OK, you MUST take the deferred comp. It will be considered ordinary income — on top of any other income you may have on your joint return. And you must pay taxes on it.
If you are still working, you can put it into an IRA. If its a traditional IRA, you can deduct that amount — $7,000 in 2020. (by the way, you have until the date of your tax return, April 15th, to make n iRAa contribution for 2019 if you want. But if you don’t have that much earned income (and deferred comp doesn’t count) then YOU can’t make an IRA contribution at all.
If your wife is still working and earning income, and qualifies based on her low income to open a traditional, deductible IRA — you could certainly give her the money to put into HER IRA. Maximum combined in either type is $7,000 –IF she is earning that much. Consult your tax advisor. .
Now, assuming you can’t put any of the money into a retirement account because you are not working and she has fully contributed to her own Roth IRA ($7,000 max), the big question is what should you do with the money. Here are a few suggestions — but NONE of them will avoid taxes.

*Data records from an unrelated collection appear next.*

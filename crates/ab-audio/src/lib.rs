// Audio service for the sound test: decoding, mixing and device output.

pub mod decode;
pub mod error;
pub mod manager;
pub mod mixer;
pub mod output;

pub use error::AudioError;
pub use manager::{AudioManager, EffectHandle};
pub use mixer::{Clip, Mixer, MixerCommand, Volumes};

#[cfg(test)]
pub(crate) mod test_wav;
use std::path::Path;

/// Write a 16-bit PCM WAV file.
pub(crate) fn write_wav(path: &Path, sample_rate: u32, channels: u16, samples: &[i16]) {
    let spec = hound::WavSpec {
        channels,
        sample_rate,
        bits_per_sample: 16,
        sample_format: hound::SampleFormat::Int,
    };
    let mut writer = hound::WavWriter::create(path, spec).unwrap();
    for &sample in samples {
        writer.write_sample(sample).unwrap();
    }
    writer.finalize().unwrap();
}
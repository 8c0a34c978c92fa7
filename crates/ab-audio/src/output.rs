use cpal::traits::{DeviceTrait, HostTrait, StreamTrait};

use crate::error::AudioError;
use crate::mixer::Mixer;

/// Default output device with its negotiated stream config.
pub struct OutputDevice {
    device: cpal::Device,
    config: cpal::StreamConfig,
}

impl OutputDevice {
    /// Open the default output device of the default host.
    ///
    /// Only f32 devices are accepted; the mixer renders f32 directly.
    ///
    /// # Errors
    /// Returns an error if no device exists or its format is not f32.
    pub fn open_default() -> Result<Self, AudioError> {
        let host = cpal::default_host();
        let device = host
            .default_output_device()
            .ok_or(AudioError::NoOutputDevice)?;

        let supported = device
            .default_output_config()
            .map_err(|e| AudioError::StreamError(e.to_string()))?;
        if supported.sample_format() != cpal::SampleFormat::F32 {
            return Err(AudioError::UnsupportedFormat(format!(
                "{:?}",
                supported.sample_format()
            )));
        }

        Ok(Self {
            device,
            config: supported.into(),
        })
    }

    /// Sample rate the mixer must render at.
    #[must_use]
    pub fn sample_rate(&self) -> u32 {
        self.config.sample_rate.0
    }

    /// Start the output stream; the cpal callback owns `mixer` from now on.
    ///
    /// # Errors
    /// Returns an error if the stream cannot be built or started.
    pub fn start(self, mut mixer: Mixer) -> Result<AudioOutput, AudioError> {
        let channels = usize::from(self.config.channels);
        let sample_rate = self.sample_rate();

        let stream = self
            .device
            .build_output_stream(
                &self.config,
                move |data: &mut [f32], _: &cpal::OutputCallbackInfo| {
                    mixer.fill(data, channels);
                },
                |err| {
                    log::error!("Audio output error: {err}");
                },
                None,
            )
            .map_err(|e| AudioError::StreamError(e.to_string()))?;

        stream
            .play()
            .map_err(|e| AudioError::StreamError(e.to_string()))?;
        log::info!("Audio playback started @ {sample_rate}Hz, {channels} ch");

        Ok(AudioOutput { _stream: stream })
    }
}

/// Running output stream. Dropping it stops playback.
pub struct AudioOutput {
    _stream: cpal::Stream,
}
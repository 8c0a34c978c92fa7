use std::collections::HashMap;
use std::path::PathBuf;
use std::sync::Arc;

use ab_core::asset::AssetRef;
use ab_core::config::AudioSettings;
use ab_core::error::MenuError;
use ab_core::traits::{AudioService, SoundHandle};
use rayon::prelude::*;

use crate::decode;
use crate::error::AudioError;
use crate::mixer::{Clip, Mixer, MixerCommand, Volumes};
use crate::output::{AudioOutput, OutputDevice};

/// Sample rate used when no output device is attached.
pub const HEADLESS_SAMPLE_RATE: u32 = 44_100;

/// Label reported while no music plays.
pub const NO_MUSIC_LABEL: &str = "None";

/// Playable sound effect: a decoded clip plus the mixer's command sender.
#[derive(Clone, Debug)]
pub struct EffectHandle {
    clip: Arc<Clip>,
    commands: flume::Sender<MixerCommand>,
}

impl EffectHandle {
    #[must_use]
    pub fn clip(&self) -> &Clip {
        &self.clip
    }
}

impl SoundHandle for EffectHandle {
    fn play(&self) {
        if self
            .commands
            .send(MixerCommand::PlayEffect(Arc::clone(&self.clip)))
            .is_err()
        {
            log::trace!("Mixer détaché, effet ignoré");
        }
    }
}

/// Audio service backed by the software mixer and a cpal output stream.
///
/// Clips are decoded once and cached by path. Without an output device the
/// manager runs headless: every call succeeds, nothing is heard.
///
/// # Example
/// ```
/// use ab_audio::AudioManager;
/// use ab_core::config::AudioSettings;
/// use ab_core::traits::AudioService;
///
/// let mut audio = AudioManager::headless(AudioSettings::default());
/// audio.stop_music();
/// assert_eq!(audio.current_music_label(), "None");
/// ```
pub struct AudioManager {
    commands: flume::Sender<MixerCommand>,
    output: Option<AudioOutput>,
    sample_rate: u32,
    settings: AudioSettings,
    clips: HashMap<PathBuf, Arc<Clip>>,
    current_music: Option<AssetRef>,
}

impl AudioManager {
    /// Open the default output device, falling back to headless mode.
    #[must_use]
    pub fn new(settings: AudioSettings) -> Self {
        let device = match OutputDevice::open_default() {
            Ok(device) => device,
            Err(e) => {
                log::warn!("Sortie audio indisponible, mode silencieux : {e}");
                return Self::headless(settings);
            }
        };

        let (mut manager, mixer) = Self::detached(settings, device.sample_rate());
        match device.start(mixer) {
            Ok(output) => manager.output = Some(output),
            Err(e) => log::warn!("Stream audio non démarré, mode silencieux : {e}"),
        }
        manager
    }

    /// Manager with no mixer behind it.
    #[must_use]
    pub fn headless(settings: AudioSettings) -> Self {
        Self::detached(settings, HEADLESS_SAMPLE_RATE).0
    }

    /// Manager plus a mixer not attached to any device.
    ///
    /// The caller drives the mixer (offline rendering, tests).
    #[must_use]
    pub fn detached(settings: AudioSettings, sample_rate: u32) -> (Self, Mixer) {
        let (mixer, commands) = Mixer::new(Volumes::from(&settings));
        (
            Self {
                commands,
                output: None,
                sample_rate,
                settings,
                clips: HashMap::new(),
                current_music: None,
            },
            mixer,
        )
    }

    /// `true` when no device stream is running.
    #[must_use]
    pub fn is_headless(&self) -> bool {
        self.output.is_none()
    }

    /// Rate every clip is resampled to.
    #[must_use]
    pub fn sample_rate(&self) -> u32 {
        self.sample_rate
    }

    /// Nombre de clips en cache.
    #[must_use]
    pub fn cached_clips(&self) -> usize {
        self.clips.len()
    }

    /// Decode `assets` in parallel into the clip cache.
    ///
    /// Returns the assets that failed, with their error. Already cached
    /// assets are skipped.
    pub fn prefetch(&mut self, assets: &[AssetRef]) -> Vec<(AssetRef, anyhow::Error)> {
        let rate = self.sample_rate;
        let pending: Vec<&AssetRef> = assets
            .iter()
            .filter(|a| !self.clips.contains_key(a.path()))
            .collect();

        let decoded: Vec<(AssetRef, anyhow::Result<Clip>)> = pending
            .par_iter()
            .map(|asset| ((*asset).clone(), decode::load_clip(asset.path(), rate)))
            .collect();

        let mut failures = Vec::new();
        for (asset, result) in decoded {
            match result {
                Ok(clip) => {
                    self.clips.insert(asset.path().to_path_buf(), Arc::new(clip));
                }
                Err(e) => {
                    log::warn!("Préchargement échoué pour {asset} : {e:#}");
                    failures.push((asset, e));
                }
            }
        }

        log::info!(
            "Préchargement : {} clips en cache, {} échecs",
            self.clips.len(),
            failures.len()
        );
        failures
    }

    fn clip(&mut self, asset: &AssetRef) -> anyhow::Result<Arc<Clip>> {
        if let Some(clip) = self.clips.get(asset.path()) {
            return Ok(Arc::clone(clip));
        }
        let clip = Arc::new(decode::load_clip(asset.path(), self.sample_rate)?);
        self.clips
            .insert(asset.path().to_path_buf(), Arc::clone(&clip));
        Ok(clip)
    }

    fn send(&self, command: MixerCommand) {
        if self.commands.send(command).is_err() {
            log::trace!("Mixer détaché, commande ignorée");
        }
    }
}

impl AudioService for AudioManager {
    type Sound = EffectHandle;

    fn stop_music(&mut self) {
        self.current_music = None;
        self.send(MixerCommand::StopMusic);
    }

    fn play_music(&mut self, track: &AssetRef) {
        match self.clip(track) {
            Ok(clip) => {
                log::info!("Musique : {track}");
                self.send(MixerCommand::PlayMusic {
                    clip,
                    looped: self.settings.loop_music,
                });
                self.current_music = Some(track.clone());
            }
            Err(e) => {
                log::error!("Lecture impossible de {track} : {e:#}");
                self.stop_music();
            }
        }
    }

    fn current_music_label(&self) -> String {
        self.current_music
            .as_ref()
            .map_or_else(|| NO_MUSIC_LABEL.to_string(), AssetRef::label)
    }

    fn resolve_music(&mut self, track: &AssetRef) -> Result<(), MenuError> {
        if !track.is_audio() {
            return Err(MenuError::resolution(
                track.to_string(),
                AudioError::UnsupportedFormat("extension audio non reconnue".to_string()),
            ));
        }
        decode::probe_file(track.path()).map(|_| ()).map_err(|e| {
            MenuError::resolution(track.to_string(), AudioError::DecodeError(format!("{e:#}")))
        })
    }

    fn resolve_sound(&mut self, effect: &AssetRef) -> Result<EffectHandle, MenuError> {
        let clip = self
            .clip(effect)
            .map_err(|e| {
                MenuError::resolution(effect.to_string(), AudioError::DecodeError(format!("{e:#}")))
            })?;
        Ok(EffectHandle {
            clip,
            commands: self.commands.clone(),
        })
    }
}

1. Just put it into a bank CD. Rates are so low you won’t earn much, so you won’t pay much in taxes!
2. Pay down your mortgage.
3. Spend some on getting an updated estate plan.
4. Take a lump sum and deposit it into a “combo life/Long Term Care” policy. If you need custodial care in the future, your deposit will be leveraged to a much large pool of money to pay for care. If you don’t need the care, your heirs get a death benefit. (Read the new edition of my book, The Savage Truth on Money Link to it on Amazon is on my website home page — to learn in detail how this works and get the number for good advice on this purchase.) Surely you can spend $15 on my book!!
5. Take our wife on a nice vacation!
You just got a bonus. Since you’re only 69-1/2 now, you won’t have to take Required Minimum Withdrawals from your other retirement accounts until age 72. You deserve a vacation!